O mundo da personagem principal é o da reificação e sobrevalorização dos valores da técnica, da ciência em comunhão com o desenvolvimento do capitalismo. Toda a vida de Ilitich é uma vida de projeção: ter bom emprego, boa casa, caros objetos, elevado status e uma boa família. O sujeito em questão é engolfado pelos valores objetivos em detrimento da sua subjetividade, pensada como reflexão de si e do mundo a sua volta.


Em momento algum da obra Tolstoi constrói momentos de relações afetivas dos personagens. Até mesmo a relação de Ilitich com os filhos é ausente. Não há espaço para o coração. Todos os personagens aparentam um enquadramento impessoal, alheia aos sentimentos; à exceção de Gerássim, um empregado humilde da casa, que surge na parte final do romance.
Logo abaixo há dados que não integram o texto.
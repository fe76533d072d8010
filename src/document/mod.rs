//! Document storage and selection
//!
//! Holds the shared reference document (frameworks, methodologies, metrics)
//! and the registry of subject documents, one per analyzed industry. Subject
//! documents are discovered by filename convention and loaded lazily on
//! first selection.

pub mod store;

pub use store::{DocumentStore, StoreError, StoreResult, REFERENCE_FILE, SUBJECT_SUFFIX};
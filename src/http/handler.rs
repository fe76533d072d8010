//! HTTP handlers for the document explorer API

use axum::{
    extract::{Multipart, Path, State},
    http::{HeaderMap, StatusCode},
    response::IntoResponse,
    Json,
};
use serde::Deserialize;
use serde_json::{json, Map, Value};
use std::fs;
use std::sync::Arc;
use tracing::{info, warn};

use super::server::{AppState, REFERENCE_DOCUMENT};
use crate::ingest;
use crate::search;

/// Extensions accepted by the upload surface.
const ALLOWED_EXTENSIONS: [&str; 4] = ["json", "csv", "xlsx", "xls"];

/// Session identity comes from an `x-session-id` header; clients that do not
/// send one share the default session.
fn session_id(headers: &HeaderMap) -> String {
    headers
        .get("x-session-id")
        .and_then(|value| value.to_str().ok())
        .filter(|value| !value.is_empty())
        .unwrap_or("default")
        .to_string()
}

fn extension(filename: &str) -> String {
    filename.rsplit('.').next().unwrap_or("").to_lowercase()
}

fn allowed_file(filename: &str) -> bool {
    filename.contains('.') && ALLOWED_EXTENSIONS.contains(&extension(filename).as_str())
}

/// Reduce an uploaded filename to a safe basename: path components are
/// stripped and anything outside `[A-Za-z0-9._-]` is mapped to `_`.
pub fn sanitize_filename(filename: &str) -> String {
    let basename = filename
        .rsplit(['/', '\\'])
        .next()
        .unwrap_or(filename)
        .trim();
    let cleaned: String = basename
        .chars()
        .map(|c| {
            if c.is_ascii_alphanumeric() || matches!(c, '.' | '_' | '-') {
                c
            } else {
                '_'
            }
        })
        .collect();
    let cleaned = cleaned.trim_matches('.').to_string();
    if cleaned.is_empty() {
        "upload".to_string()
    } else {
        cleaned
    }
}

fn error_response(status: StatusCode, message: &str) -> axum::response::Response {
    (status, Json(json!({ "error": message }))).into_response()
}

/// Handler for system status
pub async fn status(State(state): State<Arc<AppState>>) -> impl IntoResponse {
    Json(json!({
        "status": "healthy",
        "version": crate::VERSION,
        "documents": {
            "uploaded": state.uploaded_files().len(),
        }
    }))
}

/// List selectable documents and the caller's active document.
pub async fn list_files(
    State(state): State<Arc<AppState>>,
    headers: HeaderMap,
) -> impl IntoResponse {
    let session = session_id(&headers);
    let mut files = vec![REFERENCE_DOCUMENT.to_string()];
    files.extend(state.uploaded_files());
    Json(json!({
        "files": files,
        "active": state.active_file(&session).await,
    }))
}

/// Make a named document the session's active document.
pub async fn select_file(
    State(state): State<Arc<AppState>>,
    Path(name): Path<String>,
    headers: HeaderMap,
) -> axum::response::Response {
    let session = session_id(&headers);
    let known = name == REFERENCE_DOCUMENT || state.uploaded_files().contains(&name);
    if !known {
        return error_response(StatusCode::NOT_FOUND, &format!("file {name} not found"));
    }
    state.set_active(&session, &name).await;
    Json(json!({ "active": name })).into_response()
}

/// Delete an uploaded document. The reference document is protected;
/// sessions pointing at the deleted file fall back to it.
pub async fn delete_file(
    State(state): State<Arc<AppState>>,
    Path(name): Path<String>,
) -> axum::response::Response {
    if name == REFERENCE_DOCUMENT {
        return error_response(StatusCode::FORBIDDEN, "cannot delete the reference document");
    }
    if !state.uploaded_files().contains(&name) {
        return error_response(StatusCode::NOT_FOUND, &format!("file {name} not found"));
    }

    if let Err(e) = fs::remove_file(state.document_path(&name)) {
        warn!("failed to delete {}: {}", name, e);
        return error_response(StatusCode::INTERNAL_SERVER_ERROR, "delete failed");
    }
    state.reset_sessions_for(&name).await;
    info!("deleted uploaded document {}", name);
    Json(json!({ "deleted": name })).into_response()
}

/// Store one uploaded file: JSON is validated and kept as-is, tabular files
/// are converted and persisted as JSON under the derived name. Returns the
/// stored document name.
fn process_upload(state: &AppState, filename: &str, bytes: &[u8]) -> Result<String, String> {
    let filename = sanitize_filename(filename);
    if !allowed_file(&filename) {
        return Err(format!(
            "only {} files are allowed",
            ALLOWED_EXTENSIONS.join(", ")
        ));
    }
    // The reference document name is reserved; an upload under it would
    // shadow the built-in document.
    if filename == REFERENCE_DOCUMENT || ingest::file_stem(&filename) == ingest::file_stem(REFERENCE_DOCUMENT) {
        return Err(format!("{REFERENCE_DOCUMENT} is a reserved name"));
    }

    let stored = match extension(&filename).as_str() {
        "json" => {
            if serde_json::from_slice::<Value>(bytes).is_err() {
                return Err("invalid JSON file".to_string());
            }
            if let Err(e) = fs::write(state.document_path(&filename), bytes) {
                warn!("failed to store {}: {}", filename, e);
                return Err("failed to store file".to_string());
            }
            filename
        }
        _ => {
            let Some(document) = ingest::convert(bytes, &filename) else {
                return Err("conversion failed".to_string());
            };
            let stored = format!("{}.json", ingest::file_stem(&filename));
            let pretty = serde_json::to_vec_pretty(&document)
                .map_err(|e| format!("failed to encode converted document: {e}"))?;
            if let Err(e) = fs::write(state.document_path(&stored), pretty) {
                warn!("failed to store {}: {}", stored, e);
                return Err("failed to store file".to_string());
            }
            stored
        }
    };

    info!("stored uploaded document {}", stored);
    Ok(stored)
}

/// Single-file upload. The stored document becomes the session's active one.
pub async fn upload(
    State(state): State<Arc<AppState>>,
    headers: HeaderMap,
    mut multipart: Multipart,
) -> axum::response::Response {
    let session = session_id(&headers);

    while let Ok(Some(field)) = multipart.next_field().await {
        let Some(filename) = field.file_name().map(str::to_string) else {
            continue;
        };
        let bytes = match field.bytes().await {
            Ok(bytes) => bytes,
            Err(e) => {
                return error_response(StatusCode::BAD_REQUEST, &format!("upload failed: {e}"))
            }
        };

        return match process_upload(&state, &filename, &bytes) {
            Ok(stored) => {
                state.set_active(&session, &stored).await;
                Json(json!({ "stored": stored, "active": stored })).into_response()
            }
            Err(message) => error_response(StatusCode::BAD_REQUEST, &message),
        };
    }

    error_response(StatusCode::BAD_REQUEST, "no file selected")
}

/// Batch upload. Files are processed independently; the last success becomes
/// the session's active document and per-file outcomes are reported.
pub async fn upload_batch(
    State(state): State<Arc<AppState>>,
    headers: HeaderMap,
    mut multipart: Multipart,
) -> axum::response::Response {
    let session = session_id(&headers);
    let mut outcomes = Vec::new();
    let mut last_stored: Option<String> = None;

    while let Ok(Some(field)) = multipart.next_field().await {
        let Some(filename) = field.file_name().map(str::to_string) else {
            continue;
        };
        let bytes = match field.bytes().await {
            Ok(bytes) => bytes,
            Err(e) => {
                outcomes.push(json!({ "file": filename, "error": e.to_string() }));
                continue;
            }
        };

        match process_upload(&state, &filename, &bytes) {
            Ok(stored) => {
                last_stored = Some(stored.clone());
                outcomes.push(json!({ "file": filename, "stored": stored }));
            }
            Err(message) => {
                outcomes.push(json!({ "file": filename, "error": message }));
            }
        }
    }

    if outcomes.is_empty() {
        return error_response(StatusCode::BAD_REQUEST, "no files selected");
    }

    if let Some(stored) = &last_stored {
        state.set_active(&session, stored).await;
    }

    Json(json!({
        "processed": outcomes.len(),
        "active": last_stored,
        "results": outcomes,
    }))
    .into_response()
}

/// Free-text search request against the active document.
#[derive(Deserialize)]
pub struct QueryRequest {
    pub term: String,
    #[serde(default)]
    pub scope: Option<String>,
}

/// Search the session's active document section by section. Blank terms and
/// unreadable documents yield an empty mapping.
pub async fn query(
    State(state): State<Arc<AppState>>,
    headers: HeaderMap,
    Json(request): Json<QueryRequest>,
) -> impl IntoResponse {
    let session = session_id(&headers);

    if request.term.trim().is_empty() {
        return Json(Value::Object(Map::new()));
    }

    let active = state.active_file(&session).await;
    let Some(document) = state.load_document(&active) else {
        return Json(Value::Object(Map::new()));
    };

    let scope = request
        .scope
        .as_deref()
        .filter(|scope| !scope.is_empty() && *scope != "all");
    let results = search::search_sections(&document, &request.term, scope);

    let mut body = Map::new();
    for (section, hits) in results {
        body.insert(
            section,
            serde_json::to_value(hits).unwrap_or(Value::Array(Vec::new())),
        );
    }
    Json(Value::Object(body))
}

#[cfg(test)]
mod tests {
    use super::*;

    #[test]
    fn filenames_are_sanitized() {
        assert_eq!(sanitize_filename("../../etc/passwd"), "passwd");
        assert_eq!(sanitize_filename("my data (v2).csv"), "my_data__v2_.csv");
        assert_eq!(sanitize_filename("C:\\temp\\report.xlsx"), "report.xlsx");
        assert_eq!(sanitize_filename(""), "upload");
    }

    #[test]
    fn extension_gate() {
        assert!(allowed_file("data.json"));
        assert!(allowed_file("Data.XLSX"));
        assert!(!allowed_file("script.sh"));
        assert!(!allowed_file("noext"));
    }
}
//! Generic substring search over JSON document trees
//!
//! The walk recurses through mappings and sequences and records a hit for
//! every string leaf containing the lowercased query as a substring. Hits
//! carry a dot/bracket path locating the value; paths are display-only
//! diagnostics, not stable identifiers.

use indexmap::IndexMap;
use serde::Serialize;
use serde_json::Value;

/// One located string match.
#[derive(Debug, Clone, PartialEq, Eq, Serialize)]
pub struct SearchHit {
    /// Dot/bracket path of the matched value within the searched tree.
    pub path: String,
    /// The matched string value.
    pub content: String,
    /// Immediate parent key, or `"List item"` for sequence elements.
    pub context: String,
}

/// Fixed searchable sections of a subject document, as
/// `(section label, document key)` pairs in presentation order.
pub const SUBJECT_SECTIONS: [(&str, &str); 7] = [
    ("industry_overview", "industry_overview"),
    ("competitive_landscape", "competitive_landscape"),
    ("value_chain", "value_chain_analysis"),
    ("business_processes", "business_process_analysis"),
    ("porter_five_forces", "porter_five_forces_analysis"),
    ("balanced_scorecard", "balanced_scorecard_analysis"),
    ("recommendations", "process_optimization_recommendations"),
];

/// Search a tree for string leaves containing `query` (case-insensitive).
/// Containers recurse and never match directly; non-string scalars never
/// match. The tree is read-only throughout.
pub fn search(tree: &Value, query: &str) -> Vec<SearchHit> {
    let mut hits = Vec::new();
    let needle = query.to_lowercase();
    walk(tree, "", &needle, &mut hits);
    hits
}

fn walk(value: &Value, path: &str, needle: &str, hits: &mut Vec<SearchHit>) {
    match value {
        Value::Object(map) => {
            for (key, child) in map {
                let child_path = if path.is_empty() {
                    key.clone()
                } else {
                    format!("{path}.{key}")
                };
                match child {
                    Value::String(s) => {
                        if s.to_lowercase().contains(needle) {
                            hits.push(SearchHit {
                                path: child_path,
                                content: s.clone(),
                                context: key.clone(),
                            });
                        }
                    }
                    Value::Object(_) | Value::Array(_) => walk(child, &child_path, needle, hits),
                    _ => {}
                }
            }
        }
        Value::Array(items) => {
            for (index, item) in items.iter().enumerate() {
                let child_path = format!("{path}[{index}]");
                match item {
                    Value::String(s) => {
                        if s.to_lowercase().contains(needle) {
                            hits.push(SearchHit {
                                path: child_path,
                                content: s.clone(),
                                context: "List item".to_string(),
                            });
                        }
                    }
                    Value::Object(_) | Value::Array(_) => walk(item, &child_path, needle, hits),
                    _ => {}
                }
            }
        }
        _ => {}
    }
}

/// Search each fixed section of a subject document independently, returning
/// hits keyed by section label in presentation order. Sections with no hits
/// are omitted.
pub fn search_across_document(
    document: &Value,
    query: &str,
) -> IndexMap<&'static str, Vec<SearchHit>> {
    let mut results = IndexMap::new();
    for (label, key) in SUBJECT_SECTIONS {
        let hits = search(&document[key], query);
        if !hits.is_empty() {
            results.insert(label, hits);
        }
    }
    results
}

/// Search the top-level sections of an arbitrary document, optionally
/// restricted to one section. A blank term yields an empty result. Used by
/// the web query surface, where the active document's own top-level keys
/// define the section set.
pub fn search_sections(
    document: &Value,
    term: &str,
    scope: Option<&str>,
) -> IndexMap<String, Vec<SearchHit>> {
    let mut results = IndexMap::new();
    let term = term.trim();
    if term.is_empty() {
        return results;
    }

    if let Some(map) = document.as_object() {
        for (section, subtree) in map {
            if scope.is_some_and(|s| s != section) {
                continue;
            }
            let hits = search(subtree, term);
            if !hits.is_empty() {
                results.insert(section.clone(), hits);
            }
        }
    }
    results
}

#[cfg(test)]
mod tests {
    use super::*;
    use serde_json::json;

    #[test]
    fn matches_string_leaves_with_paths() {
        let tree = json!({
            "overview": {
                "description": "Battery supply chains are strained.",
                "segments": [
                    {"name": "Sedans", "description": "Battery sedans"},
                    "battery vans"
                ]
            }
        });

        let hits = search(&tree, "battery");
        let paths: Vec<&str> = hits.iter().map(|h| h.path.as_str()).collect();
        assert_eq!(
            paths,
            vec![
                "overview.description",
                "overview.segments[0].description",
                "overview.segments[1]",
            ]
        );
        assert_eq!(hits[0].context, "description");
        assert_eq!(hits[2].context, "List item");
    }

    #[test]
    fn empty_query_matches_every_string_leaf() {
        let tree = json!({
            "a": "one",
            "b": {"c": "two", "d": 7},
            "e": ["three", false, null]
        });
        assert_eq!(search(&tree, "").len(), 3);
    }

    #[test]
    fn tree_without_string_leaves_yields_nothing() {
        let tree = json!({"a": 1, "b": [2.5, true, null], "c": {"d": 42}});
        assert!(search(&tree, "any").is_empty());
    }

    #[test]
    fn search_does_not_mutate_the_tree() {
        let tree = json!({"a": ["x", {"b": "y"}], "c": {"d": ["z"]}});
        let before = tree.clone();
        let _ = search(&tree, "z");
        assert_eq!(tree, before);
    }

    #[test]
    fn empty_and_degenerate_trees_are_tolerated() {
        assert!(search(&json!({}), "x").is_empty());
        assert!(search(&json!([]), "x").is_empty());
        assert!(search(&json!(null), "x").is_empty());
        assert!(search(&json!("bare string"), "bare").is_empty());
    }

    #[test]
    fn sections_with_no_hits_are_omitted() {
        let doc = json!({
            "industry_overview": {"description": "solar adoption"},
            "competitive_landscape": {"market_concentration": "high"},
            "value_chain_analysis": {},
        });

        let results = search_across_document(&doc, "solar");
        assert_eq!(results.len(), 1);
        assert!(results.contains_key("industry_overview"));
    }

    #[test]
    fn scoped_section_search() {
        let doc = json!({
            "core_principles": [{"name": "Customer focus", "description": "Outside-in design"}],
            "methodologies": [{"name": "Lean", "description": "Customer value first"}],
        });

        let all = search_sections(&doc, "customer", None);
        assert_eq!(all.len(), 2);

        let scoped = search_sections(&doc, "customer", Some("methodologies"));
        assert_eq!(scoped.len(), 1);
        assert!(scoped.contains_key("methodologies"));

        assert!(search_sections(&doc, "   ", None).is_empty());
    }
}
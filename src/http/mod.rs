//! HTTP upload and query surface
//!
//! Serves the embedded explorer page and a small JSON API: upload (single
//! and batch) with tabular conversion, per-session active-document
//! selection, deletion, and free-text section search over the active
//! document.

pub mod handler;
pub mod server;

pub use server::{router, AppState, HttpServer, MAX_UPLOAD_BYTES, REFERENCE_DOCUMENT};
É no desfecho final da obra que a personagem, após descobrir uma doença mal compreendida pela medicina da época que o levaria a morte, passaria a refletir sobre toda a sua vida. Com a simplicidade, afetividade e naturalidade do empregado Gerássim, que cuidara de Ilitch até o leito da morte, sente o personagem que sua existência não foi tão bem aproveitada, exceção feita a sua infância espontânea e inocente.


O protagonista teve uma vida artificial, programada, passiva. Ilitich percebeu que foi escravizado pela sociedade, e não fora senhor de si, como imaginara. Sua relação com os amigos, com a família, o trabalho, as convenções sociais parecera teatral. Só veio perceber isto quando estava doente. Não teve visita de amigos; sua esposa se mostrava perturbada com a sua doença; seus filhos eram ausentes; e, por fim, a relação dos médicos com ele foi de total impessoalidade, tal como ele se mostrava nas relações da esfera do trabalho.


É sofrendo com a morte, mais psicológica do que física, que a personagem compreendeu sua vida infeliz. E é no leito da morte que ele alcançou a liberdade. E liberto, ou consciente das amarras morais, sociais e psicológicas, que atravessaria boa parte de sua existência, Ilitich, enfim, pôde morrer em paz.